Hello, my name is Jeff Hart and I am a lawyer with the Feldstein Family Law Group.
Today I would like to discuss the benefits of joint custody. Custody in family law can mean either “decision-making” regarding major decisions involving the child, or “physical custody” of the child, meaning where the child resides. For the purpose of today’s discussion, I am referring to custody in terms of “decision-making”.
In joint custody arrangements, parents must be capable of effective communication and cooperation in order to share decision-making rights regarding their children. While at first this arrangement may be difficult, especially if parents dislike each other, it is highly advantageous to all parties (and the child) in the long run.

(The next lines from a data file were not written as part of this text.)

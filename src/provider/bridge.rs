//! Any `edgequake-llm` chat backend as a [`GenerationProvider`].
//!
//! The chat API returns the whole completion at once, so the stream carries
//! a single chunk and early stop only trims output after the fact.

use super::{ChunkStream, GenerationProvider};
use crate::error::{FlashdeckError, ProviderError};
use async_trait::async_trait;
use edgequake_llm::{ChatMessage, CompletionOptions, LLMProvider, ProviderFactory};
use futures::stream;
use std::sync::Arc;
use tracing::debug;

pub struct EdgequakeProvider {
    inner: Arc<dyn LLMProvider>,
    name: String,
    model: String,
    max_tokens: usize,
}

impl EdgequakeProvider {
    /// Wrap an already-constructed provider.
    pub fn new(inner: Arc<dyn LLMProvider>, name: &str, model: &str) -> Self {
        Self {
            inner,
            name: name.to_string(),
            model: model.to_string(),
            max_tokens: 16_000,
        }
    }

    /// Build through [`ProviderFactory::create_llm_provider`], which reads
    /// the provider's API key from its usual environment variable.
    pub fn from_factory(name: &str, model: &str) -> Result<Self, FlashdeckError> {
        let inner = ProviderFactory::create_llm_provider(name, model).map_err(|e| {
            FlashdeckError::ProviderNotConfigured {
                provider: name.to_string(),
                hint: format!("{e}"),
            }
        })?;
        Ok(Self::new(inner, name, model))
    }

    pub fn with_max_tokens(mut self, max_tokens: usize) -> Self {
        self.max_tokens = max_tokens.max(1);
        self
    }
}

#[async_trait]
impl GenerationProvider for EdgequakeProvider {
    fn name(&self) -> &str {
        &self.name
    }

    fn model(&self) -> &str {
        &self.model
    }

    /// Construction already validated credentials; there is no cheaper probe.
    async fn check_availability(&self) -> bool {
        true
    }

    async fn stream_generate(&self, prompt: &str, temperature: f32) -> Result<ChunkStream, ProviderError> {
        let text = self.generate(prompt, temperature).await?;
        Ok(Box::pin(stream::iter([Ok(text)])))
    }

    async fn generate(&self, prompt: &str, temperature: f32) -> Result<String, ProviderError> {
        let options = CompletionOptions {
            temperature: Some(temperature),
            max_tokens: Some(self.max_tokens),
            ..Default::default()
        };
        let messages = [ChatMessage::user(prompt)];
        let response = self
            .inner
            .chat(&messages, Some(&options))
            .await
            .map_err(|e| ProviderError::Api(format!("{e}")))?;
        debug!(
            "{}/{}: {} input tokens, {} output tokens",
            self.name, self.model, response.prompt_tokens, response.completion_tokens
        );
        Ok(response.content)
    }

    async fn context_length(&self) -> Option<usize> {
        None
    }
}
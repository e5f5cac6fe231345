//! Prompt compilation.
//!
//! [`compile`] is a pure function of its [`PromptRequest`]. Sections appear
//! in a fixed order so two runs over the same unit send byte-identical
//! prompts.

use crate::config::{CardDistribution, ExampleCard};
use crate::metadata::ImageMetadata;
use crate::prompts::{FINAL_INSTRUCTIONS, OUTPUT_FORMAT_CONTRACT};
use std::fmt::Write;

/// Everything a generation prompt is built from.
#[derive(Debug, Clone)]
pub struct PromptRequest<'a> {
    pub unit_name: &'a str,
    /// Markdown, already truncated to the budget.
    pub content: &'a str,
    pub images: &'a [ImageMetadata],
    pub target_cards: usize,
    pub distribution: &'a CardDistribution,
    pub quality_guidelines: &'a [String],
    pub example_cards: &'a [ExampleCard],
    pub subject_context: &'a str,
    /// Final cap on embedded content, in characters.
    pub max_content_chars: usize,
}

/// Assemble the generation prompt.
pub fn compile(req: &PromptRequest<'_>) -> String {
    let mut out = String::with_capacity(req.content.len().min(req.max_content_chars) + 4096);

    out.push_str(req.subject_context.trim());
    out.push_str("\n\n");
    let _ = writeln!(
        out,
        "Generate approximately {} Anki flashcards from the following lecture content ({}).",
        req.target_cards, req.unit_name
    );

    out.push_str("\n# Content Source\n\n");
    out.push_str(&cap_chars(req.content, req.max_content_chars));
    out.push('\n');

    let described: Vec<&ImageMetadata> = req.images.iter().filter(|m| m.is_described()).collect();
    if !described.is_empty() {
        out.push_str("\n## Available Images\n\n");
        for img in described {
            let _ = writeln!(
                out,
                "- **{}** (Page {}, Type: {})",
                img.filename,
                img.page,
                img.image_type.as_deref().unwrap_or("diagram")
            );
            let _ = writeln!(
                out,
                "  Description: {}\n",
                img.description.as_deref().unwrap_or_default().trim()
            );
        }
    }

    out.push('\n');
    out.push_str(OUTPUT_FORMAT_CONTRACT);
    out.push_str("\n\n# Card Quality Guidelines\n\n");
    out.push_str(&format_guidelines(req.quality_guidelines));

    out.push_str("\n# Card Type Distribution\n\nGenerate approximately:\n");
    out.push_str(&format_distribution(req.distribution, req.target_cards));

    out.push_str("\n# Example Cards\n\n");
    out.push_str(&format_examples(req.example_cards));

    let _ = write!(
        out,
        "\n# Your Task\n\n\
Generate exactly {} high-quality flashcards following these guidelines. \
Start with the required headers, then output one flashcard per line with \
tab-separated columns.\n\n",
        req.target_cards
    );
    out.push_str(FINAL_INSTRUCTIONS);
    out.push('\n');
    out
}

/// First `max` characters of `s`.
fn cap_chars(s: &str, max: usize) -> String {
    match s.char_indices().nth(max) {
        Some((idx, _)) => s[..idx].to_string(),
        None => s.to_string(),
    }
}

fn format_guidelines(guidelines: &[String]) -> String {
    let mut out = String::new();
    for (i, g) in guidelines.iter().enumerate() {
        let _ = writeln!(out, "{}. **{}**", i + 1, g.trim());
    }
    out
}

fn format_distribution(distribution: &CardDistribution, target_cards: usize) -> String {
    let mut out = String::new();
    let counts = distribution.counts(target_cards);
    for ((category, weight), (_, count)) in distribution.entries().iter().zip(counts.iter()) {
        let (label, hint) = category.describe();
        let _ = writeln!(
            out,
            "- {}% {} ({}) ≈ {} cards",
            (weight * 100.0).round() as u32,
            label,
            hint,
            count
        );
    }
    out
}

fn format_examples(examples: &[ExampleCard]) -> String {
    let mut out = String::new();
    for (i, ex) in examples.iter().enumerate() {
        let _ = write!(
            out,
            "**Example {}:**\n```\nFront: {}\nBack: {}\nTags: {}\n```\n\n",
            i + 1,
            ex.front,
            ex.back,
            ex.tags
        );
    }
    out
}

#[cfg(test)]
mod tests {
    use super::*;
    use crate::config::PromptConfig;
    use crate::metadata::Dimensions;

    fn described_image() -> ImageMetadata {
        let mut img = ImageMetadata::extracted(
            "unit1_page03_img01.png",
            "unit1",
            3,
            "outputs/images/unit1_page03_img01.png",
            Dimensions {
                width: 800,
                height: 600,
            },
        );
        img.description = Some("A Bayesian network with four nodes.".into());
        img.image_type = Some("network".into());
        img
    }

    fn build(content: &str, images: &[ImageMetadata], max_content_chars: usize) -> String {
        let prompts = PromptConfig::default();
        let guidelines = prompts.quality_guidelines();
        let examples = prompts.example_cards();
        let distribution = CardDistribution::default();
        compile(&PromptRequest {
            unit_name: "unit1",
            content,
            images,
            target_cards: 60,
            distribution: &distribution,
            quality_guidelines: &guidelines,
            example_cards: &examples,
            subject_context: prompts.system_context(),
            max_content_chars,
        })
    }

    #[test]
    fn embeds_every_section_in_order() {
        let p = build("## Page 1\nMarkov chains.", &[described_image()], 20_000);
        let order = [
            "educational flashcards",
            "# Content Source",
            "Markov chains.",
            "## Available Images",
            "# Output Format Requirements",
            "# Card Quality Guidelines",
            "# Card Type Distribution",
            "# Example Cards",
            "# Your Task",
            "IMPORTANT:",
        ];
        let mut last = 0;
        for marker in order {
            let pos = p[last..].find(marker).map(|i| i + last);
            assert!(pos.is_some(), "missing or out of order: {marker}");
            last = pos.unwrap_or(last);
        }
    }

    #[test]
    fn image_summary_line_format() {
        let p = build("x", &[described_image()], 100);
        assert!(p.contains("- **unit1_page03_img01.png** (Page 3, Type: network)"));
        assert!(p.contains("  Description: A Bayesian network with four nodes."));
    }

    #[test]
    fn undescribed_images_are_omitted() {
        let mut img = described_image();
        img.description = None;
        let p = build("x", &[img], 100);
        assert!(!p.contains("## Available Images"));
    }

    #[test]
    fn content_is_capped_independently() {
        let content = "y".repeat(50);
        let p = build(&content, &[], 20);
        assert!(p.contains(&"y".repeat(20)));
        assert!(!p.contains(&"y".repeat(21)));
    }

    #[test]
    fn distribution_as_percentages_and_counts() {
        let p = build("x", &[], 100);
        assert!(p.contains("- 40% Conceptual Understanding"));
        assert!(p.contains("≈ 24 cards"));
        assert!(p.contains("- 10% Visual/Diagram-Based"));
    }

    #[test]
    fn guidelines_are_numbered() {
        let p = build("x", &[], 100);
        assert!(p.contains("1. **Test understanding, not memorization**"));
        assert!(p.contains("4. **Focus on concepts**"));
    }

    #[test]
    fn compile_is_deterministic() {
        let a = build("same", &[described_image()], 100);
        let b = build("same", &[described_image()], 100);
        assert_eq!(a, b);
    }

    #[test]
    fn contract_is_reproduced_verbatim() {
        let p = build("x", &[], 100);
        assert!(p.contains(OUTPUT_FORMAT_CONTRACT));
        assert!(p.contains("Generate exactly 60 high-quality flashcards"));
    }
}
//! Image descriptions from a vision model.
//!
//! Descriptions are best-effort: a failed image is logged and skipped, and
//! every success is written to the metadata store immediately so an aborted
//! run keeps what it finished. Re-extracting the unit afterwards embeds the
//! descriptions in its markdown.

use crate::config::ProjectConfig;
use crate::error::{FlashdeckError, ProviderError};
use crate::metadata::{ImageMetadata, MetadataStore};
use crate::prompts::image_description_prompt;
use crate::render::{page_context, PAGE_CONTEXT_CHARS};
use crate::unit::Unit;
use async_trait::async_trait;
use serde::Serialize;
use std::path::{Path, PathBuf};
use tracing::{debug, info, warn};

/// A model that can describe an image file.
#[async_trait]
pub trait ImageDescriber: Send + Sync {
    fn model(&self) -> &str;

    async fn check_availability(&self) -> bool;

    /// Free-text description of the image at `image_path`.
    async fn describe(&self, image_path: &Path, prompt: &str) -> Result<String, ProviderError>;
}

/// Keyword groups checked in order; the first hit wins.
const IMAGE_TYPES: &[(&str, &[&str])] = &[
    ("network", &["bayesian network", "network diagram", "network structure"]),
    ("algorithm", &["algorithm", "flowchart", "flow chart", "pseudocode"]),
    ("formula", &["formula", "equation", "mathematical expression"]),
    ("table", &["table", "comparison table", "matrix"]),
    ("graph", &["graph", "plot", "chart"]),
    ("example", &["example", "worked example", "problem"]),
];

/// Coarse image type from the words of a description. Defaults to `diagram`.
pub fn classify_image_type(description: &str) -> &'static str {
    let lower = description.to_lowercase();
    IMAGE_TYPES
        .iter()
        .find(|(_, keywords)| keywords.iter().any(|k| lower.contains(k)))
        .map(|(kind, _)| *kind)
        .unwrap_or("diagram")
}

/// Whether a description suggests mathematical content.
pub fn mentions_math(description: &str) -> bool {
    let lower = description.to_lowercase();
    lower.contains("yes") || lower.contains("math")
}

/// Counts from one description pass.
#[derive(Debug, Clone, Default, PartialEq, Eq, Serialize)]
pub struct DescribeSummary {
    pub unit: String,
    pub described: usize,
    pub skipped: usize,
    pub failed: usize,
}

/// Course context for description prompts.
pub fn subject_context(project: &ProjectConfig) -> String {
    project
        .vision
        .subject_context
        .clone()
        .unwrap_or_else(|| format!("lecture slides on {}", project.subject.name))
}

/// Describe every image of `unit`. Already described images are skipped
/// unless `force` is set.
pub async fn describe_unit_images(
    project: &ProjectConfig,
    unit: &Unit,
    describer: &dyn ImageDescriber,
    store: &MetadataStore,
    force: bool,
) -> Result<DescribeSummary, FlashdeckError> {
    let mut summary = DescribeSummary {
        unit: unit.name.clone(),
        ..DescribeSummary::default()
    };
    let images = store.load().await?.images_for_unit(&unit.name);
    if images.is_empty() {
        info!("{}: no extracted images to describe", unit.name);
        return Ok(summary);
    }

    if !describer.check_availability().await {
        return Err(FlashdeckError::ProviderUnavailable {
            provider: "vision".into(),
            model: describer.model().to_string(),
            hint: format!(
                "Start the server with `ollama serve` and pull the model with `ollama pull {}`.",
                describer.model()
            ),
        });
    }

    let markdown = tokio::fs::read_to_string(project.output.markdown_path(&unit.name))
        .await
        .ok();
    if markdown.is_none() {
        debug!("{}: no markdown, describing without page context", unit.name);
    }
    let context = subject_context(project);

    for image in &images {
        if image.is_described() && !force {
            summary.skipped += 1;
            continue;
        }
        let page_text = markdown
            .as_deref()
            .and_then(|md| page_context(md, image.page, PAGE_CONTEXT_CHARS));
        let prompt = image_description_prompt(Some(image.page), page_text.as_deref(), &context);
        let path = image_path(project, image);

        match describer.describe(&path, &prompt).await {
            Ok(text) if !text.trim().is_empty() => {
                let image_type = classify_image_type(&text).to_string();
                let math = mentions_math(&text);
                let model = describer.model().to_string();
                let filename = image.filename.clone();
                store
                    .update(|doc| {
                        doc.ollama_model = Some(model);
                        doc.set_description(&filename, text, image_type, math)
                    })
                    .await?;
                debug!("Described {}", image.filename);
                summary.described += 1;
            }
            Ok(_) => {
                warn!("{}: empty description, skipped", image.filename);
                summary.failed += 1;
            }
            Err(e) => {
                warn!("{}: description failed: {}", image.filename, e);
                summary.failed += 1;
            }
        }
    }

    info!(
        "{}: described {}, skipped {}, failed {}",
        unit.name, summary.described, summary.skipped, summary.failed
    );
    Ok(summary)
}

/// The recorded path when it exists, else the file under `images_dir`.
fn image_path(project: &ProjectConfig, image: &ImageMetadata) -> PathBuf {
    let recorded = PathBuf::from(&image.path);
    if recorded.exists() {
        recorded
    } else {
        project.output.images_dir.join(&image.filename)
    }
}

#[cfg(test)]
mod tests {
    use super::*;
    use crate::metadata::Dimensions;
    use crate::unit::UnitSource;
    use std::sync::Mutex;

    struct FakeDescriber {
        available: bool,
        prompts: Mutex<Vec<String>>,
    }

    #[async_trait]
    impl ImageDescriber for FakeDescriber {
        fn model(&self) -> &str {
            "llava"
        }

        async fn check_availability(&self) -> bool {
            self.available
        }

        async fn describe(&self, image_path: &Path, prompt: &str) -> Result<String, ProviderError> {
            self.prompts.lock().unwrap().push(prompt.to_string());
            let name = image_path.file_name().unwrap().to_string_lossy().to_string();
            if name.contains("img02") {
                Err(ProviderError::Timeout { secs: 1 })
            } else {
                Ok("A flowchart of the forward algorithm.".into())
            }
        }
    }

    fn fake(available: bool) -> FakeDescriber {
        FakeDescriber {
            available,
            prompts: Mutex::new(Vec::new()),
        }
    }

    #[test]
    fn classifies_by_first_matching_group() {
        assert_eq!(classify_image_type("A Bayesian network with 4 nodes"), "network");
        assert_eq!(classify_image_type("Pseudocode for value iteration"), "algorithm");
        assert_eq!(classify_image_type("The equation for Bayes rule"), "formula");
        assert_eq!(classify_image_type("A comparison table"), "table");
        assert_eq!(classify_image_type("A bar chart"), "graph");
        assert_eq!(classify_image_type("A worked example"), "example");
        assert_eq!(classify_image_type("Three boxes and arrows"), "diagram");
        assert_eq!(classify_image_type("An algorithm plotted as a graph"), "algorithm");
    }

    #[test]
    fn math_detection_is_keyword_based() {
        assert!(mentions_math("Contains math: yes"));
        assert!(mentions_math("Mathematical notation"));
        assert!(!mentions_math("A photo of a robot"));
    }

    fn setup(dir: &Path) -> (ProjectConfig, Unit, MetadataStore) {
        let mut project = ProjectConfig::default();
        project.output.markdown_dir = dir.join("md");
        project.output.images_dir = dir.join("images");
        project.output.metadata_dir = dir.join("meta");
        let unit = Unit {
            name: "unit_1".into(),
            pdf_file: "Unit 1.pdf".into(),
            target_cards: 10,
            tags: vec!["unit_1".into()],
            source: UnitSource::AutoDiscovered,
        };
        let store = MetadataStore::new(project.output.metadata_path());
        (project, unit, store)
    }

    fn record(name: &str, page: u32) -> ImageMetadata {
        ImageMetadata::extracted(
            name.to_string(),
            "unit_1",
            page,
            format!("missing/{name}"),
            Dimensions {
                width: 200,
                height: 200,
            },
        )
    }

    #[tokio::test]
    async fn describes_and_records_with_page_context() {
        let dir = tempfile::tempdir().unwrap();
        let (project, unit, store) = setup(dir.path());
        std::fs::create_dir_all(&project.output.markdown_dir).unwrap();
        std::fs::write(
            project.output.markdown_path("unit_1"),
            "# Unit 1\n\n## Page 1\n\nThe forward algorithm sums over paths.\n\n## Page 2\n\nOther.",
        )
        .unwrap();
        store
            .record_images(vec![
                record("unit_1_page01_img01.png", 1),
                record("unit_1_page01_img02.png", 1),
            ])
            .await
            .unwrap();

        let describer = fake(true);
        let summary = describe_unit_images(&project, &unit, &describer, &store, false)
            .await
            .unwrap();
        assert_eq!(summary.described, 1);
        assert_eq!(summary.failed, 1);
        assert!(describer.prompts.lock().unwrap()[0].contains("forward algorithm sums over paths"));

        let doc = store.load().await.unwrap();
        assert_eq!(doc.ollama_model.as_deref(), Some("llava"));
        let described = &doc.images["unit_1_page01_img01.png"];
        assert_eq!(described.image_type.as_deref(), Some("algorithm"));
        assert!(!doc.images["unit_1_page01_img02.png"].is_described());

        let again = describe_unit_images(&project, &unit, &describer, &store, false)
            .await
            .unwrap();
        assert_eq!(again.skipped, 1);
        assert_eq!(again.described, 0);
    }

    #[tokio::test]
    async fn unavailable_model_is_an_error() {
        let dir = tempfile::tempdir().unwrap();
        let (project, unit, store) = setup(dir.path());
        store
            .record_images(vec![record("unit_1_page01_img01.png", 1)])
            .await
            .unwrap();
        let err = describe_unit_images(&project, &unit, &fake(false), &store, false)
            .await
            .unwrap_err();
        assert!(matches!(err, FlashdeckError::ProviderUnavailable { .. }));
    }

    #[tokio::test]
    async fn nothing_to_describe_skips_the_probe() {
        let dir = tempfile::tempdir().unwrap();
        let (project, unit, store) = setup(dir.path());
        let summary = describe_unit_images(&project, &unit, &fake(false), &store, false)
            .await
            .unwrap();
        assert_eq!(summary, DescribeSummary {
            unit: "unit_1".into(),
            ..DescribeSummary::default()
        });
    }
}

First, “Parents forced to have good communication have fewer child-related conflicts and costs”. Once both parties have had the opportunity to discuss the major decision relating to the children, they start to get used to communicating with the other party. After a while, regularly occurring high-conflict issues are more easily resolved because the parties learn the benefits of cooperation in practice. The existence of fewer conflicts cuts back the desire to litigate, meaning there will be fewer conflict-related costs in terms of money, time, and stress.
Second,“Less bitterness over custody means parents are less burdened by, or isolated from their children.”Custodial parents in sole custody situations (wherein the sole decision-making power rests with that parent) may feel burdened or trapped by their parental responsibilities which leave them emotionally and physically exhausted. Non-custodial parents (who get little to no input in decision-making) may feel isolated from their child if their parental role is reduced to paying support and visits. This leads some parents to pull away from their children emotionally. Joint custody alleviates these psychological issues by continually reinforcing shared parenting roles. The more a person is engaged with his or her child as a parent, the more readily they continue involvement.
Third, “Shared responsibility and frequent contact can minimize conflicts over child support.” Regular contact and participation in decision-making encourages parents to be attentive to their children’s needs. When concern is diverted away from relationship-based conflicts between the parents and focused instead on the children and their best interests, parents may be more willing to make sacrifices to ensure children are provided for even in financially tight situations.
Lastly, “Joint custody provides a neutral space for children to adjust to post-separation disruption”. After a separation or divorce, children often experience feelings of loss from the sudden absence of one parent in their life. Joint custody helps children adjust to their post-separation lives through regular physical access and the knowledge that both parents are participating in major decision-making. In turn, they will feel loved by both parents and they will see that their parents are working together despite their marital conflicts to care for them and will feel important.